Telecom Council meets monthly for lunch with dozens of telcos, vendors, startups and VCs. This month we will meet over lunch to learn more about the changes in the LEO satellite space.


  • Date: 3/23/2016 12:00 PM
  • Location DOCOMO Innovations, Palo Alto CA (Map)

Agenda, Attendee List, & Presentation files available to Telecom Council members in the library.

Description

Agenda, Attendee List and Presentations are available to members in the PRESENTATION LIBRARY plus a VIDEO RECAP from the demo companies

Silicon Valley, California, Mar 24, 2016/Meeting Recap/  The March Telecom Council Roundtable lunch was all set to talk about Low Earth Orbit satellites, or LEOs. LEOs are resurgent these days and we wanted to know why. These satellites are cheaper to launch than geostationary ones, because they go to lower altitudes, however, they need to fly laterally at much higher speeds to remain in these lower orbits, so cannot stay over one position over the earth. But, while GEOs stay put, they are 26,200 miles away from the equator, and thus introduce about 500 milliseconds of latency for the round trip.
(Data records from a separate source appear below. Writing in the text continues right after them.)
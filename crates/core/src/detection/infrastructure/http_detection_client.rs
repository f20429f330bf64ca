use std::time::Duration;

use serde::{Deserialize, Serialize};

use crate::detection::domain::detection_client::{DetectError, DetectionClient};
use crate::detection::domain::detection_result::{Detection, DetectionResult};
use crate::shared::config::SessionConfig;
use crate::shared::constants::{DETECT_PATH, HEALTH_PATH};
use crate::shared::raw_frame::RawFrame;

#[derive(Serialize)]
struct DetectRequest<'a> {
    image: &'a str,
}

/// Wire shape of `/detect-base64`. `detections` stays optional so a missing
/// field can be reported as a protocol error instead of a serde message.
#[derive(Deserialize)]
struct DetectResponse {
    detections: Option<Vec<Detection>>,
    #[serde(default)]
    image: String,
    #[serde(default)]
    total_faces: u32,
}

/// Talks to the mask-detection backend over blocking HTTP/JSON.
pub struct HttpDetectionClient {
    http: reqwest::blocking::Client,
    base_url: String,
    timeout: Duration,
}

impl HttpDetectionClient {
    pub fn new(base_url: &str, timeout: Duration) -> Result<Self, reqwest::Error> {
        let http = reqwest::blocking::Client::builder()
            .timeout(timeout)
            .build()?;
        Ok(Self {
            http,
            base_url: base_url.trim_end_matches('/').to_string(),
            timeout,
        })
    }

    pub fn from_config(config: &SessionConfig) -> Result<Self, reqwest::Error> {
        Self::new(&config.api_url, config.request_timeout())
    }

    pub fn base_url(&self) -> &str {
        &self.base_url
    }

    fn endpoint(&self, path: &str) -> String {
        format!("{}{}", self.base_url, path)
    }

    fn transport_error(&self, err: reqwest::Error) -> DetectError {
        if err.is_timeout() {
            DetectError::Timeout(self.timeout)
        } else {
            DetectError::Network(error_chain(&err))
        }
    }
}

impl DetectionClient for HttpDetectionClient {
    fn detect(&self, frame: &RawFrame) -> Result<DetectionResult, DetectError> {
        let image = frame.to_data_url();
        log::debug!(
            "Sending {} byte frame ({}x{}) to {}",
            frame.len(),
            frame.width(),
            frame.height(),
            self.base_url
        );

        let response = self
            .http
            .post(self.endpoint(DETECT_PATH))
            .json(&DetectRequest { image: &image })
            .send()
            .map_err(|e| self.transport_error(e))?;

        let status = response.status();
        let body = response.text().map_err(|e| self.transport_error(e))?;
        if !status.is_success() {
            return Err(DetectError::Server {
                status: status.as_u16(),
                body,
            });
        }
        parse_detect_response(&body)
    }

    fn health(&self) -> Result<(), DetectError> {
        let response = self
            .http
            .get(self.endpoint(HEALTH_PATH))
            .send()
            .map_err(|e| self.transport_error(e))?;
        let status = response.status();
        if status == reqwest::StatusCode::OK {
            return Ok(());
        }
        Err(DetectError::Server {
            status: status.as_u16(),
            body: response.text().unwrap_or_default(),
        })
    }
}

fn parse_detect_response(body: &str) -> Result<DetectionResult, DetectError> {
    let parsed: DetectResponse =
        serde_json::from_str(body).map_err(|e| DetectError::Protocol(e.to_string()))?;
    let detections = parsed
        .detections
        .ok_or_else(|| DetectError::Protocol("missing 'detections' field".to_string()))?;
    Ok(DetectionResult {
        detections,
        encoded_image: parsed.image,
        total_faces: parsed.total_faces,
    })
}

/// reqwest's top-level message hides the cause ("error sending request");
/// the classifier needs the whole chain.
fn error_chain(err: &dyn std::error::Error) -> String {
    let mut message = err.to_string();
    let mut source = err.source();
    while let Some(cause) = source {
        message.push_str(": ");
        message.push_str(&cause.to_string());
        source = cause.source();
    }
    message
}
LEOs can deliver about 10ms propagation roundtrip delays from their lower ~700 mile altitudes. On the downside, a single GEO can serve a region day and night, but it requires a constellation of LEOS buzzing overhead to assure that at least one will always be in place. Thus, a LEO solution is usually a global offering from day 1, where a geo serves one market, meridian by meridian.

LEOS, thus, are well-suited for two-way communications, low-latency applications in hard-to-reach areas, communication fail-over redundancy, and any kind of ground-surveillance application such as imagery, scientific sensors. With their lower altitudes, received signal strengths can be higher, building penetration better, and the size of the ground station can be reduced.

With that set, we expected a discussion of how LEOs would soon replace dated GEO systems, but what we got was the revelation that both kinds of satellites are in growth mode — and this despite constantly improving terrestrial network footprint. Unlike business plans of the 90s such as Globalstar and Iridium, today’s satellite plans are being capitalized with the understanding that cellular will take the lion’s share of the communications business, yet will still leave enough meat on the bone to profitably offer blanket global coverage from space.

Satellite technology continues to progress, providing greater bandwidth, and lower perceived latencies. While the speed of light isn’t changing, LEOs offer shorter latencies, and ground stations use caching and TCP Acceleration (faked ACKs) to reduce signaling delays. Satellites are using modern modulation schemes, and highly directional transponders to get additional spatial spectrum re-use. A modern GEO broadband service can offer 25/3 Mbps service for $110/mo with no cap, but with just the first 30GB prioritized and best effort after that.

LEOs and GEOs can serve the telecom community in a variety of ways:

– as gap filler networks for backhaul
– for customers roaming out of terrestrial networks
– for more accurate timing signals than GPS can provide, with better security. Useful for high QAM modulation.
– for broadcasts, such as mobile media, or converged media (like DirectTV and AT&T)
– to quickly comply with regulatory coverage requirements
– for IoT tracking of high-value assets
– IoT connection and backhauling
– global services, service continuity

While terrestrial networks will always have the latency and speed advantages, space-based networks will continue to have a coverage advantage, and there is a market for both.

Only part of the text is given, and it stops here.